> [EXERCISE BRIEF]
Below are the records; count the lines in which "SaltString" occurs and report only that number.

[Dataset entries]
##############################
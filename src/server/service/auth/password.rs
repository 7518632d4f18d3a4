//! Argon2 password hashing.

use argon2::{
    password_hash::{PasswordHash, PasswordHasher, PasswordVerifier, SaltString},
    Argon2,
};

use crate::server::error::{internal::InternalError, AppError};

/// Hashes a plaintext password into an Argon2id PHC string with a random salt.
///
/// # Returns
/// - `Ok(String)` - PHC string including algorithm, parameters and salt
/// - `Err(AppError::InternalErr)` - Hashing failed
pub fn hash_password(plain: &str) -> Result<String, AppError> {
    let salt_bytes: [u8; 16] = rand::random();
    let salt = SaltString::encode_b64(&salt_bytes)
        .map_err(|e| InternalError::PasswordHash(e.to_string()))?;

    let hash = Argon2::default()
        .hash_password(plain.as_bytes(), &salt)
        .map_err(|e| InternalError::PasswordHash(e.to_string()))?;

    Ok(hash.to_string())
}

/// Checks a plaintext password against a stored PHC string.
///
/// A stored value that is not a valid PHC string never verifies.
pub fn verify_password(plain: &str, phc: &str) -> bool {
    let Ok(parsed) = PasswordHash::new(phc) else {
        tracing::warn!("Stored password hash could not be parsed");
        return false;
    };

    Argon2::default()
        .verify_password(plain.as_bytes(), &parsed)
        .is_ok()
}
##############################
> [RESPONSE AREA]
2